Shuriah Niazi
14 November 2017•Update: 15 November 2017
Shuriah Niazi
NEW DELHI
Polisi di India sedang menyelidiki aktivitas kelompok yang dikenal suka main hakim sendiri dalam kasus pembunuhan seorang peternak sapi Muslim, lapor media setempat pada Senin.
Seorang tersangka telah ditahan atas pembunuhan Umar Khan berusia 35 tahun di Alwar, provinsi Rajasthan, Kamis pekan lalu.
Sapi dianggap suci oleh penganut agama Hindu dan sejak terpilihnya Perdana Menteri Narendra Modi 2014 lalu, kasus serangan terhadap peternak sapi makin meningkat di India.
April lalu, seorang peternak dikeroyok massa di Alwar - kejadian itu kemudian direspon oleh demonstrasi besar-besaran di seluruh India.
Keluarga Khan mengatakan dia ditembak mati ketika sedang mengangkut sapi, tulis koran Hindustan Times. Jasadnya ditemukan di pinggir rel kereta pada Jumat.
Seorang saudara Khan yang sedang bersamanya pada saat itu sedang dirawat di rumah sakit karena mengalami luka tembak. Seorang pria lainnya masih dilaporkan hilang.
Ketiga pria itu berasal dari komunitas Muslim Meo yang tersebar di provinsi Rajasthan, Haryana dan Uttar Pradesh.

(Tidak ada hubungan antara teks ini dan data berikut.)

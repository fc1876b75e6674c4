//! PKCE (S256 only, as OAuth 2.1 requires) and the session bundle staged
//! between `/oauth/authorize` and `/oauth/callback/{provider}`.

use crate::cache::{PersistedCache, PersistedCacheExt};
use base64::{Engine, engine::general_purpose::URL_SAFE_NO_PAD};
use rand::RngCore;
use serde::{Deserialize, Serialize};
use sha2::{Digest, Sha256};
use std::sync::Arc;
use std::time::Duration;
use subtle::ConstantTimeEq;

fn random_url_safe(num_bytes: usize) -> String {
    let mut bytes = vec![0u8; num_bytes];
    rand::rng().fill_bytes(&mut bytes);
    URL_SAFE_NO_PAD.encode(bytes)
}

/// The PKCE bundle staged under the downstream client's `state` while the
/// user authenticates at the upstream provider.
#[derive(Debug, Clone, Serialize, Deserialize)]
pub struct PkceSession {
    pub upstream_verifier: String,
    pub client_code_challenge: String,
    pub client_id: String,
    pub redirect_uri: String,
    pub scopes: Vec<String>,
}

/// Decouples the broker-generated `upstream_state` (sent to the IdP) from
/// the downstream client's own `state`, for CSRF isolation.
#[derive(Debug, Clone, Serialize, Deserialize)]
pub struct StateMapping {
    pub client_state: String,
}

pub struct PkceService {
    cache: Arc<dyn PersistedCache>,
    session_ttl: Duration,
}

impl PkceService {
    pub fn new(cache: Arc<dyn PersistedCache>, session_ttl: Duration) -> Self {
        Self { cache, session_ttl }
    }

    /// 32 cryptographically-random bytes, base64url-encoded, and its S256
    /// challenge.
    pub fn generate_code_challenge_pair(&self) -> (String, String) {
        let verifier = random_url_safe(32);
        let challenge = Self::challenge_for(&verifier);
        (verifier, challenge)
    }

    /// 32 random bytes, base64url-encoded. Used for both the upstream
    /// `state` and broker-issued authorization codes / refresh tokens.
    pub fn generate_state(&self) -> String {
        random_url_safe(32)
    }

    fn challenge_for(verifier: &str) -> String {
        let mut hasher = Sha256::new();
        hasher.update(verifier.as_bytes());
        URL_SAFE_NO_PAD.encode(hasher.finalize())
    }

    /// Constant-time comparison of `base64url(sha256(verifier))` against
    /// the stored challenge.
    pub fn validate_code_verifier(verifier: &str, expected_challenge: &str) -> bool {
        let computed = Self::challenge_for(verifier);
        computed.as_bytes().ct_eq(expected_challenge.as_bytes()).into()
    }

    pub async fn store_pkce_data(
        &self,
        client_state: &str,
        session: &PkceSession,
    ) -> anyhow::Result<()> {
        self.cache
            .set_json(&pkce_key(client_state), session, self.session_ttl)
            .await
    }

    pub async fn get_pkce_data(&self, client_state: &str) -> anyhow::Result<Option<PkceSession>> {
        self.cache.get_json(&pkce_key(client_state)).await
    }

    pub async fn remove_pkce_data(&self, client_state: &str) -> anyhow::Result<Option<PkceSession>> {
        self.cache.consume_json(&pkce_key(client_state)).await
    }

    pub async fn store_state_mapping(
        &self,
        upstream_state: &str,
        client_state: &str,
    ) -> anyhow::Result<()> {
        self.cache
            .set_json(
                &state_key(upstream_state),
                &StateMapping {
                    client_state: client_state.to_string(),
                },
                self.session_ttl,
            )
            .await
    }

    /// Atomically removes and returns the `StateMapping` for an upstream
    /// `state`, so a replayed callback can never resolve it twice.
    pub async fn take_state_mapping(&self, upstream_state: &str) -> anyhow::Result<Option<StateMapping>> {
        self.cache.consume_json(&state_key(upstream_state)).await
    }
}

fn pkce_key(client_state: &str) -> String {
    format!("oauth_pkce_{client_state}")
}

fn state_key(upstream_state: &str) -> String {
    format!("oauth_upstream_state_{upstream_state}")
}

"Kami menuntut agar peristiwa ini diselidiki," kata Hafiz Khan Mevati, seorang petinggi komunitas Meo, kepada Anadolu Agency. "Kami hanya peternak dan pemelihara sapi dan tidak melakukan penyembelihan sapi. Dia dibunuh oleh kelompok pengamanan sapi. Para pelaku harus ditindak keras."

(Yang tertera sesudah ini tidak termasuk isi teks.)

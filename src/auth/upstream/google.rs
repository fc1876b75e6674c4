use super::{ProviderConfig, UpstreamTokenResult, UserInfo};
use anyhow::{Context, anyhow};
use serde::Deserialize;
use url::Url;

pub fn authorization_url(
    config: &ProviderConfig,
    state: &str,
    code_challenge: &str,
    redirect_uri: &str,
    scopes: &[String],
) -> Url {
    let mut url = Url::parse(&config.authorize_url).expect("google authorize_url must be a valid URL");
    url.query_pairs_mut()
        .append_pair("response_type", "code")
        .append_pair("client_id", &config.client_id)
        .append_pair("redirect_uri", redirect_uri)
        .append_pair("state", state)
        .append_pair("code_challenge", code_challenge)
        .append_pair("code_challenge_method", "S256")
        .append_pair("scope", &scopes.join(" "))
        // offline access + forced consent is what gets Google to hand back
        // a refresh token on every authorization, not just the first.
        .append_pair("access_type", "offline")
        .append_pair("prompt", "consent");
    url
}

#[derive(Debug, Deserialize)]
struct TokenResponse {
    access_token: String,
    refresh_token: Option<String>,
    expires_in: Option<u64>,
}

#[derive(Debug, Deserialize)]
struct GoogleUserInfo {
    sub: String,
    email: Option<String>,
    name: Option<String>,
    given_name: Option<String>,
    family_name: Option<String>,
    picture: Option<String>,
}

pub async fn exchange_code(
    http: &reqwest::Client,
    config: &ProviderConfig,
    code: &str,
    verifier: &str,
    redirect_uri: &str,
) -> anyhow::Result<UpstreamTokenResult> {
    let params = [
        ("grant_type", "authorization_code"),
        ("code", code),
        ("redirect_uri", redirect_uri),
        ("client_id", &config.client_id),
        ("client_secret", &config.client_secret),
        ("code_verifier", verifier),
    ];

    let token_response = http
        .post(&config.token_url)
        .form(&params)
        .send()
        .await
        .context("google token request failed")?
        .error_for_status()
        .context("google token endpoint returned an error status")?
        .json::<TokenResponse>()
        .await
        .context("google token response was not well-formed")?;

    let userinfo = http
        .get(&config.userinfo_url)
        .bearer_auth(&token_response.access_token)
        .send()
        .await
        .context("google userinfo request failed")?
        .error_for_status()
        .context("google userinfo endpoint returned an error status")?
        .json::<GoogleUserInfo>()
        .await
        .context("google userinfo response was not well-formed")?;

    if userinfo.sub.is_empty() {
        return Err(anyhow!("google userinfo response missing sub"));
    }

    Ok(UpstreamTokenResult {
        access_token: token_response.access_token,
        refresh_token: token_response.refresh_token,
        expires_in: token_response.expires_in,
        user_info: UserInfo {
            id: userinfo.sub,
            email: userinfo.email,
            name: userinfo.name,
            given_name: userinfo.given_name,
            family_name: userinfo.family_name,
            picture: userinfo.picture,
        },
    })
}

Kemarin, polisi mengatakan pembunuhan itu dilakukan "elemen masyarakat di luar komunitas", tulis Hindustan Times.
Sementara itu, pejabat Rajasthan Gulab Chand Kataria mengatakan kepada Anadolu Agency: "Polisi sedang menyelidiki kasus ini. Tidak ada yang luput dari hukum."
Sejak September 2015, setidaknya selusin pekerja industri ternak sapi dibunuh oleh massa main hakim sendiri.